Photoinduced Phase Transitions
K.H. Bennemann

TL;DR
This paper discusses how ultrafast, photon-induced electronic excitations can trigger various phase transitions, emphasizing their non-equilibrium nature and potential for controlling material states on femtosecond timescales.
Contribution
It provides a unified perspective on photoinduced phase transitions, highlighting their mechanisms, control laws, and potential applications in non-equilibrium physics.
Findings
Photoinduced transitions occur on a few hundred femtoseconds.
Electronic excitations alter cohesive energy and chemical potential.
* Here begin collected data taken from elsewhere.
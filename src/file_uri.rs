//! `file://` URI helpers for bookmarks, persisted expand state and drag payloads.

use std::path::{Path, PathBuf};

const FILE_SCHEME: &str = "file://";

/// Encodes an absolute path as a `file://` URI, percent-encoding each segment.
pub fn path_to_file_uri(path: &Path) -> String {
    let raw = path.to_string_lossy().replace('\\', "/");
    let encoded = raw
        .split('/')
        .map(|segment| urlencoding::encode(segment).into_owned())
        .collect::<Vec<_>>()
        .join("/");
    if encoded.starts_with('/') {
        format!("{FILE_SCHEME}{encoded}")
    } else {
        format!("{FILE_SCHEME}/{encoded}")
    }
}

/// Decodes a `file://` URI into a local path.
///
/// Only empty and `localhost` hosts are accepted.
pub fn file_uri_to_path(uri: &str) -> Option<PathBuf> {
    let rest = uri.trim().strip_prefix(FILE_SCHEME)?;
    let path_part = if rest.starts_with('/') {
        rest
    } else {
        let (host, path_part) = rest.split_at(rest.find('/')?);
        if !host.eq_ignore_ascii_case("localhost") {
            return None;
        }
        path_part
    };
    let decoded = urlencoding::decode(path_part).ok()?;
    if decoded.is_empty() {
        return None;
    }
    Some(PathBuf::from(decoded.into_owned()))
}

/// Serializes paths as a space-separated list of file URIs.
pub fn drag_payload<P: AsRef<Path>>(paths: &[P]) -> String {
    paths
        .iter()
        .map(|path| path_to_file_uri(path.as_ref()))
        .collect::<Vec<_>>()
        .join(" ")
}

pub fn parse_drag_payload(payload: &str) -> Vec<PathBuf> {
    payload
        .split_whitespace()
        .filter_map(file_uri_to_path)
        .collect()
}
Photon effects can both weaken and strengthen atomic bonds.
Abstract
Optically induced ultrafast electronic excitations with sufficiently long lifetimes may cause strong effects on phase transitions like structural and nonmetal to metal ones. Examples are transitions diamond to graphite, graphite to graphene, non-metal to metal, solid to liquid and vapor to liquid, solid. A spectacular case is photo-induced water condensation. These non-equilibrium transitions are an ultrafast response, on a few hundred fs-time scale, to the fast electronic excitations. The energy of the photons is converted into electronic one via electronic excitations changing the cohesive energy. This changes the chemical potential controlling the phase transition. In view of the advances in laser optics photon induced transitions are expected to become an active area in non-equilibrium physics and phase transition dynamics. Conservation laws like energy or angular momentum…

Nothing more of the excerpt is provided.